Directions for this task
For this exercise, please reproduce the records below word for word, from the first line through the line with "is a no-op.".

== Material for the task ==

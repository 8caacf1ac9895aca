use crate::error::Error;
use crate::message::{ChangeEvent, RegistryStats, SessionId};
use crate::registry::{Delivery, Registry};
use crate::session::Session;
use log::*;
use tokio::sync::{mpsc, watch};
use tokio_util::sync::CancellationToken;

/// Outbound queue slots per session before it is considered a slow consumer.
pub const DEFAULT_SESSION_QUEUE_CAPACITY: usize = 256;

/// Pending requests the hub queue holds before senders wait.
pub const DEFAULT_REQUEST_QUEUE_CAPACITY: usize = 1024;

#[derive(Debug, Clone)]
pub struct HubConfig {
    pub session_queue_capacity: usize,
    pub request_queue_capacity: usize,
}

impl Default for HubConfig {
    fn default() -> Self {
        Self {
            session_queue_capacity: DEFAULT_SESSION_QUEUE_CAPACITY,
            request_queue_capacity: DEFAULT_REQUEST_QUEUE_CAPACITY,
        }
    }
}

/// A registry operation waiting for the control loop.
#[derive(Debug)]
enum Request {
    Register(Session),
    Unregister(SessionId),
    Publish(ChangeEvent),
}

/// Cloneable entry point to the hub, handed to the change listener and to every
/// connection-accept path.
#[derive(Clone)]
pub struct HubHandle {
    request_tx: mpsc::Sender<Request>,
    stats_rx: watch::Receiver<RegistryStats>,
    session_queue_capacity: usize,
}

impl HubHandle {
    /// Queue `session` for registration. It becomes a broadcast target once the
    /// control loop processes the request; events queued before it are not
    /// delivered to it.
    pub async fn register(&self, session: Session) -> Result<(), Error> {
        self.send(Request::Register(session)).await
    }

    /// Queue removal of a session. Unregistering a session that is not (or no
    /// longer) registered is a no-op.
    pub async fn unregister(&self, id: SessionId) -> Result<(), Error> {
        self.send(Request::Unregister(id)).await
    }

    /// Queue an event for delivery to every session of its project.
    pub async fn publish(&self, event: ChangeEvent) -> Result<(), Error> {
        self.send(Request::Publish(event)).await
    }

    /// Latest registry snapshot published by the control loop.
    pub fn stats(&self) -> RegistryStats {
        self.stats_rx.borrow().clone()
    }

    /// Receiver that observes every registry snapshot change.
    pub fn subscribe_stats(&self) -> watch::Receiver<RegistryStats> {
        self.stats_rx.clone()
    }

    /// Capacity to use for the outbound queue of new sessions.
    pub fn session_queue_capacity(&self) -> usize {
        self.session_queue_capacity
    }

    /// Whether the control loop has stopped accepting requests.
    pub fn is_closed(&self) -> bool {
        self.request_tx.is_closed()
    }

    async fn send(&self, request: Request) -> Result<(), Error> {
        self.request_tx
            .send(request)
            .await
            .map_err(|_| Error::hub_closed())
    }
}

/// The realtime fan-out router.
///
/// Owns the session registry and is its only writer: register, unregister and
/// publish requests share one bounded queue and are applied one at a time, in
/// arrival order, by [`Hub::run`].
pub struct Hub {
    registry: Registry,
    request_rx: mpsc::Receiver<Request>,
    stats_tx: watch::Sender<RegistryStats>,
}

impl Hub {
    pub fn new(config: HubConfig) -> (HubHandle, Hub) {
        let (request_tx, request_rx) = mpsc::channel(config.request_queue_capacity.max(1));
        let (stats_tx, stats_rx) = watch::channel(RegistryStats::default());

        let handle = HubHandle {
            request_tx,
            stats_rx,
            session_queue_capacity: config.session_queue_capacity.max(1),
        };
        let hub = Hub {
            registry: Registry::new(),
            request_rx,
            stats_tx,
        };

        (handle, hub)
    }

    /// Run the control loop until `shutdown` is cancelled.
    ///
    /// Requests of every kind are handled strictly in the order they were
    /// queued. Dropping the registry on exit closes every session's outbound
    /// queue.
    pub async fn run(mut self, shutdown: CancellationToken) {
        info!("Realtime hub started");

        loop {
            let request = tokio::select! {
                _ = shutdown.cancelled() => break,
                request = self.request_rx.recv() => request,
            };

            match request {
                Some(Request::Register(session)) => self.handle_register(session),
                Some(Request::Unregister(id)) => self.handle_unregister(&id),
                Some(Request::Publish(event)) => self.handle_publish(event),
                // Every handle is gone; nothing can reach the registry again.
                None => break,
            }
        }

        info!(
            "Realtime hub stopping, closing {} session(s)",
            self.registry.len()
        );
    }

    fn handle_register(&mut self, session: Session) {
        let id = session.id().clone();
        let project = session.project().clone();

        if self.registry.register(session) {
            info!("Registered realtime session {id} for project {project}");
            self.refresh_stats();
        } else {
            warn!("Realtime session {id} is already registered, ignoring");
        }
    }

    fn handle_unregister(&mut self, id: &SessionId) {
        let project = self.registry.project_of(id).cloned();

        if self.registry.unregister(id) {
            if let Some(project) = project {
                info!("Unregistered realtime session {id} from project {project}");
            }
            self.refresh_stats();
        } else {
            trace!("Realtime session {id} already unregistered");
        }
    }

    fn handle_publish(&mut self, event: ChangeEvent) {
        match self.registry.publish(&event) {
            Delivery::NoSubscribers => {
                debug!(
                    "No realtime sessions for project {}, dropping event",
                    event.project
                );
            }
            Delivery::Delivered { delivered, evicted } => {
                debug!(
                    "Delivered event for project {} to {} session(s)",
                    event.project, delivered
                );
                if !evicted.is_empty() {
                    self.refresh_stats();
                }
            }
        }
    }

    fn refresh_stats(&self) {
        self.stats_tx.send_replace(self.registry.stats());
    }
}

===

Solution for this exercise
repository 8caacf1ac9895aca
use crate::error::Error;
use crate::message::{ChangeEvent, RegistryStats, SessionId};
use crate::registry::{Delivery, Registry};
use crate::session::Session;
use log::*;
use tokio::sync::{mpsc, watch};
use tokio_util::sync::CancellationToken;

/// Outbound queue slots per session before it is considered a slow consumer.
pub const DEFAULT_SESSION_QUEUE_CAPACITY: usize = 256;

/// Pending requests the hub queue holds before senders wait.
pub const DEFAULT_REQUEST_QUEUE_CAPACITY: usize = 1024;

#[derive(Debug, Clone)]
pub struct HubConfig {
    pub session_queue_capacity: usize,
    pub request_queue_capacity: usize,
}

impl Default for HubConfig {
    fn default() -> Self {
        Self {
            session_queue_capacity: DEFAULT_SESSION_QUEUE_CAPACITY,
            request_queue_capacity: DEFAULT_REQUEST_QUEUE_CAPACITY,
        }
    }
}

/// A registry operation waiting for the control loop.
#[derive(Debug)]
enum Request {
    Register(Session),
    Unregister(SessionId),
    Publish(ChangeEvent),
}

/// Cloneable entry point to the hub, handed to the change listener and to every
/// connection-accept path.
#[derive(Clone)]
pub struct HubHandle {
    request_tx: mpsc::Sender<Request>,
    stats_rx: watch::Receiver<RegistryStats>,
    session_queue_capacity: usize,
}

impl HubHandle {
    /// Queue `session` for registration. It becomes a broadcast target once the
    /// control loop processes the request; events queued before it are not
    /// delivered to it.
    pub async fn register(&self, session: Session) -> Result<(), Error> {
        self.send(Request::Register(session)).await
    }

    /// Queue removal of a session. Unregistering a session that is not (or no
    /// longer) registered is a no-op.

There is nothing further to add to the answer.